Work to be completed ▸
The records that follow should be retyped word for word.

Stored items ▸
_ _ _ _

//! Interaction-mode state machine.
//!
//! Exactly one [`Mode`] is active at a time. The [`ModeController`] owns an
//! ordered, duplicate-free list of [`ModeListener`]s and notifies them on
//! every transition: every listener's exit callback runs before any
//! listener's enter callback, and both passes follow registration order.
//!
//! # Boot sequence
//!
//! [`ModeController::start`] sets the configured initial mode silently and
//! then announces it: every listener gets one `on_enter_mode(current)` and
//! observers receive a `(current, current)` change, even though no real
//! transition happened.
//!
//! # Late registration
//!
//! A listener registered mid-session immediately receives a synthetic
//! `on_enter_mode(current)` so it can initialize without waiting for the next
//! transition.

use serde::{Deserialize, Serialize};
use std::cell::RefCell;
use std::rc::Rc;
use tracing::{debug, warn};

// ---------------------------------------------------------------------------
// Mode
// ---------------------------------------------------------------------------

/// The active interaction mode.
#[derive(Debug, Clone, Copy, PartialEq, Eq, Hash, Default, Serialize, Deserialize)]
pub enum Mode {
    #[default]
    Selection,
    ComponentPlacement,
    WirePlacement,
    PipePlacement,
    Simulation,
}

impl Mode {
    pub fn all() -> [Mode; 5] {
        [
            Mode::Selection,
            Mode::ComponentPlacement,
            Mode::WirePlacement,
            Mode::PipePlacement,
            Mode::Simulation,
        ]
    }

    /// Number-row hotkey binding.
    pub fn from_hotkey(digit: u8) -> Option<Mode> {
        match digit {
            1 => Some(Mode::Simulation),
            2 => Some(Mode::ComponentPlacement),
            3 => Some(Mode::WirePlacement),
            4 => Some(Mode::PipePlacement),
            5 => Some(Mode::Selection),
            _ => None,
        }
    }
}

impl std::fmt::Display for Mode {
    fn fmt(&self, f: &mut std::fmt::Formatter<'_>) -> std::fmt::Result {
        let label = match self {
            Mode::Selection => "Selection",
            Mode::ComponentPlacement => "Component Placement",
            Mode::WirePlacement => "Wire Placement",
            Mode::PipePlacement => "Pipe Placement",
            Mode::Simulation => "Simulation",
        };
        f.write_str(label)
    }
}

// ---------------------------------------------------------------------------
// Listeners and observers
// ---------------------------------------------------------------------------

/// Receives mode transitions.
pub trait ModeListener {
    /// Called after `mode` becomes active.
    fn on_enter_mode(&mut self, mode: Mode);

    /// Called before `mode` is left.
    fn on_exit_mode(&mut self, mode: Mode);
}

/// A listener shared between the controller and its owner.
pub type SharedListener = Rc<RefCell<dyn ModeListener>>;

/// A completed transition.
#[derive(Debug, Clone, Copy, PartialEq, Eq)]
pub struct ModeChange {
    pub old: Mode,
    pub new: Mode,
}

/// Process-wide observer of completed transitions.
pub type ModeObserver = Box<dyn FnMut(ModeChange)>;

/// Startup configuration for a [`ModeController`].
#[derive(Debug, Clone, Copy, PartialEq, Eq, Default, Serialize, Deserialize)]
#[serde(default)]
pub struct ModeControllerConfig {
    pub initial_mode: Mode,
}

// ---------------------------------------------------------------------------
// ModeController
// ---------------------------------------------------------------------------

/// The single owner of the current interaction mode.
pub struct ModeController {
    current: Mode,
    initial: Mode,
    listeners: Vec<SharedListener>,
    observers: Vec<ModeObserver>,
}

impl std::fmt::Debug for ModeController {
    fn fmt(&self, f: &mut std::fmt::Formatter<'_>) -> std::fmt::Result {
        f.debug_struct("ModeController")
            .field("current", &self.current)
            .field("initial", &self.initial)
            .field("listeners", &self.listeners.len())
            .field("observers", &self.observers.len())
            .finish()
    }
}

impl Default for ModeController {
    fn default() -> Self {
        Self::new(ModeControllerConfig::default())
    }
}

impl ModeController {
    /// Create a controller. The configured initial mode takes effect on
    /// [`start`](Self::start); until then the mode is [`Mode::Selection`].
    pub fn new(config: ModeControllerConfig) -> Self {
        Self {
            current: Mode::default(),
            initial: config.initial_mode,
            listeners: Vec::new(),
            observers: Vec::new(),
        }
    }

    pub fn current(&self) -> Mode {
        self.current
    }

    pub fn is(&self, mode: Mode) -> bool {
        self.current == mode
    }

    pub fn listener_count(&self) -> usize {
        self.listeners.len()
    }

    /// Set the initial mode silently, then announce it to every listener.
    pub fn start(&mut self) {
        self.set_mode(self.initial, false);
        self.announce();
    }

    /// Register a listener. Duplicates (by identity) are ignored and return
    /// false; a new listener is immediately told the current mode.
    pub fn register(&mut self, listener: SharedListener) -> bool {
        if self.position_of(&listener).is_some() {
            return false;
        }
        self.listeners.push(listener.clone());
        notify(&listener, |l| l.on_enter_mode(self.current));
        debug!(current = ?self.current, count = self.listeners.len(), "mode listener registered");
        true
    }

    /// Remove a listener. Returns false if it was not registered.
    pub fn unregister(&mut self, listener: &SharedListener) -> bool {
        match self.position_of(listener) {
            Some(i) => {
                self.listeners.remove(i);
                true
            }
            None => false,
        }
    }

    /// Subscribe to completed transitions.
    pub fn subscribe(&mut self, observer: ModeObserver) {
        self.observers.push(observer);
    }

    /// Switch modes.
    ///
    /// With `fire_events`, re-entering the current mode is a no-op and
    /// returns `None`; otherwise listeners see all exits, then all enters,
    /// then observers see the change. Without `fire_events` the mode is
    /// switched with no notification at all.
    pub fn set_mode(&mut self, new: Mode, fire_events: bool) -> Option<ModeChange> {
        if new == self.current && fire_events {
            return None;
        }
        let old = self.current;

        if fire_events {
            for listener in &self.listeners {
                notify(listener, |l| l.on_exit_mode(old));
            }
        }

        self.current = new;
        let change = ModeChange { old, new };

        if fire_events {
            for listener in &self.listeners {
                notify(listener, |l| l.on_enter_mode(new));
            }
            for observer in &mut self.observers {
                observer(change);
            }
            debug!(?old, ?new, "mode changed");
        }
        Some(change)
    }

    /// Flip between Simulation and Selection.
    pub fn toggle_simulation(&mut self) -> Option<ModeChange> {
        if self.current == Mode::Simulation {
            self.set_mode(Mode::Selection, true)
        } else {
            self.set_mode(Mode::Simulation, true)
        }
    }

    fn announce(&mut self) {
        let current = self.current;
        for listener in &self.listeners {
            notify(listener, |l| l.on_enter_mode(current));
        }
        for observer in &mut self.observers {
            observer(ModeChange {
                old: current,
                new: current,
            });
        }
        debug!(?current, "mode announced");
    }

    fn position_of(&self, listener: &SharedListener) -> Option<usize> {
        self.listeners
            .iter()
            .position(|l| std::ptr::addr_eq(Rc::as_ptr(l), Rc::as_ptr(listener)))
    }
}

/// Invoke a listener callback. A listener that is already borrowed (its
/// owner is mid-call) cannot be re-entered and is skipped with a warning.
fn notify(listener: &SharedListener, f: impl FnOnce(&mut dyn ModeListener)) {
    match listener.try_borrow_mut() {
        Ok(mut l) => f(&mut *l),
        Err(_) => warn!("mode listener is borrowed during notification; skipped"),
    }
}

_ _ _ _

Exercise solution ▸
//! Interaction-mode state machine.
//!
//! Exactly one [`Mode`] is active at a time. The [`ModeController`] owns an
//! ordered, duplicate-free list of [`ModeListener`]s and notifies them on
//! every transition: every listener's exit callback runs before any
//! listener's enter callback, and both passes follow registration order.
//!
//! # Boot sequence
//!
//! [`ModeController::start`] sets the configured initial mode silently and
//! then announces it: every listener gets one `on_enter_mode(current)` and
//! observers receive a `(current, current)` change, even though no real
//! transition happened.
//!
//! # Late registration
//!
//! A listener registered mid-session immediately receives a synthetic
//! `on_enter_mode(current)` so it can initialize without waiting for the next
//! transition.

use serde::{Deserialize, Serialize};
use std::cell::RefCell;
use std::rc::Rc;
use tracing::{debug, warn};

// ---------------------------------------------------------------------------
// Mode
// ---------------------------------------------------------------------------

/// The active interaction mode.
#[derive(Debug, Clone, Copy, PartialEq, Eq, Hash, Default, Serialize, Deserialize)]
pub enum Mode {
    #[default]
    Selection,
    ComponentPlacement,
    WirePlacement,
    PipePlacement,
    Simulation,
}

impl Mode {
    pub fn all() -> [Mode; 5] {
        [
            Mode::Selection,
            Mode::ComponentPlacement,
            Mode::WirePlacement,
            Mode::PipePlacement,
            Mode::Simulation,
        ]
    }

    /// Number-row hotkey binding.
    pub fn from_hotkey(digit: u8) -> Option<Mode> {
        match digit {
            1 => Some(Mode::Simulation),
            2 => Some(Mode::ComponentPlacement),
            3 => Some(Mode::WirePlacement),
            4 => Some(Mode::PipePlacement),
            5 => Some(Mode::Selection),
            _ => None,
        }
    }
}

impl std::fmt::Display for Mode {
    fn fmt(&self, f: &mut std::fmt::Formatter<'_>) -> std::fmt::Result {
        let label = match self {
            Mode::Selection => "Selection",
            Mode::ComponentPlacement => "Component Placement",
            Mode::WirePlacement => "Wire Placement",
            Mode::PipePlacement => "Pipe Placement",
            Mode::Simulation => "Simulation",
        };
        f.write_str(label)
    }
}

// ---------------------------------------------------------------------------
// Listeners and observers
// ---------------------------------------------------------------------------

/// Receives mode transitions.
pub trait ModeListener {
    /// Called after `mode` becomes active.
    fn on_enter_mode(&mut self, mode: Mode);

    /// Called before `mode` is left.
    fn on_exit_mode(&mut self, mode: Mode);
}

/// A listener shared between the controller and its owner.
pub type SharedListener = Rc<RefCell<dyn ModeListener>>;

/// A completed transition.
#[derive(Debug, Clone, Copy, PartialEq, Eq)]
pub struct ModeChange {
    pub old: Mode,
    pub new: Mode,
}

/// Process-wide observer of completed transitions.
pub type ModeObserver = Box<dyn FnMut(ModeChange)>;

/// Startup configuration for a [`ModeController`].
#[derive(Debug, Clone, Copy, PartialEq, Eq, Default, Serialize, Deserialize)]
#[serde(default)]
pub struct ModeControllerConfig {
    pub initial_mode: Mode,
}

// ---------------------------------------------------------------------------
// ModeController
// ---------------------------------------------------------------------------

/// The single owner of the current interaction mode.
pub struct ModeController {
    current: Mode,
    initial: Mode,
    listeners: Vec<SharedListener>,
    observers: Vec<ModeObserver>,
}

impl std::fmt::Debug for ModeController {
    fn fmt(&self, f: &mut std::fmt::Formatter<'_>) -> std::fmt::Result {
        f.debug_struct("ModeController")
            .field("current", &self.current)
            .field("initial", &self.initial)
            .field("listeners", &self.listeners.len())
            .field("observers", &self.observers.len())
            .finish()
    }
}

impl Default for ModeController {
    fn default() -> Self {
        Self::new(ModeControllerConfig::default())
    }
}

impl ModeController {
    /// Create a controller. The configured initial mode takes effect on
    /// [`start`](Self::start); until then the mode is [`Mode::Selection`].
    pub fn new(config: ModeControllerConfig) -> Self {
        Self {
            current: Mode::default(),
            initial: config.initial_mode,
            listeners: Vec::new(),
            observers: Vec::new(),
        }
    }

    pub fn current(&self) -> Mode {
        self.current
    }

    pub fn is(&self, mode: Mode) -> bool {
        self.current == mode
    }

    pub fn listener_count(&self) -> usize {
        self.listeners.len()
    }

    /// Set the initial mode silently, then announce it to every listener.
    pub fn start(&mut self) {
        self.set_mode(self.initial, false);
        self.announce();
    }

    /// Register a listener. Duplicates (by identity) are ignored and return
    /// false; a new listener is immediately told the current mode.
    pub fn register(&mut self, listener: SharedListener) -> bool {
        if self.position_of(&listener).is_some() {
            return false;
        }
        self.listeners.push(listener.clone());
        notify(&listener, |l| l.on_enter_mode(self.current));
        debug!(current = ?self.current, count = self.listeners.len(), "mode listener registered");
        true
    }

    /// Remove a listener. Returns false if it was not registered.
    pub fn unregister(&mut self, listener: &SharedListener) -> bool {
        match self.position_of(listener) {
            Some(i) => {
                self.listeners.remove(i);
                true
            }
            None => false,
        }
    }

    /// Subscribe to completed transitions.
    pub fn subscribe(&mut self, observer: ModeObserver) {
        self.observers.push(observer);
    }

    /// Switch modes.
    ///
    /// With `fire_events`, re-entering the current mode is a no-op and
    /// returns `None`; otherwise listeners see all exits, then all enters,
    /// then observers see the change. Without `fire_events` the mode is
    /// switched with no notification at all.
    pub fn set_mode(&mut self, new: Mode, fire_events: bool) -> Option<ModeChange> {
        if new == self.current && fire_events {
            return None;
        }
        let old = self.current;

        if fire_events {
            for listener in &self.listeners {
                notify(listener, |l| l.on_exit_mode(old));
            }
        }

        self.current = new;
        let change = ModeChange { old, new };

        if fire_events {
            for listener in &self.listeners {
                notify(listener, |l| l.on_enter_mode(new));
            }
            for observer in &mut self.observers {
                observer(change);
            }
            debug!(?old, ?new, "mode changed");
        }
        Some(change)
    }

    /// Flip between Simulation and Selection.
    pub fn toggle_simulation(&mut self) -> Option<ModeChange> {
        if self.current == Mode::Simulation {
            self.set_mode(Mode::Selection, true)
        } else {
            self.set_mode(Mode::Simulation, true)
        }
    }

    fn announce(&mut self) {
        let current = self.current;
        for listener in &self.listeners {
            notify(listener, |l| l.on_enter_mode(current));
        }
        for observer in &mut self.observers {
            observer(ModeChange {
                old: current,
                new: current,
            });
        }
        debug!(?current, "mode announced");
    }

    fn position_of(&self, listener: &SharedListener) -> Option<usize> {
        self.listeners
            .iter()
            .position(|l| std::ptr::addr_eq(Rc::as_ptr(l), Rc::as_ptr(listener)))
    }
}

/// Invoke a listener callback. A listener that is already borrowed (its
/// owner is mid-call) cannot be re-entered and is skipped with a warning.
fn notify(listener: &SharedListener, f: impl FnOnce(&mut dyn ModeListener)) {
    match listener.try_borrow_mut() {
        Ok(mut l) => f(&mut *l),
        Err(_) => warn!("mode listener is borrowed during notification; skipped"),
    }
}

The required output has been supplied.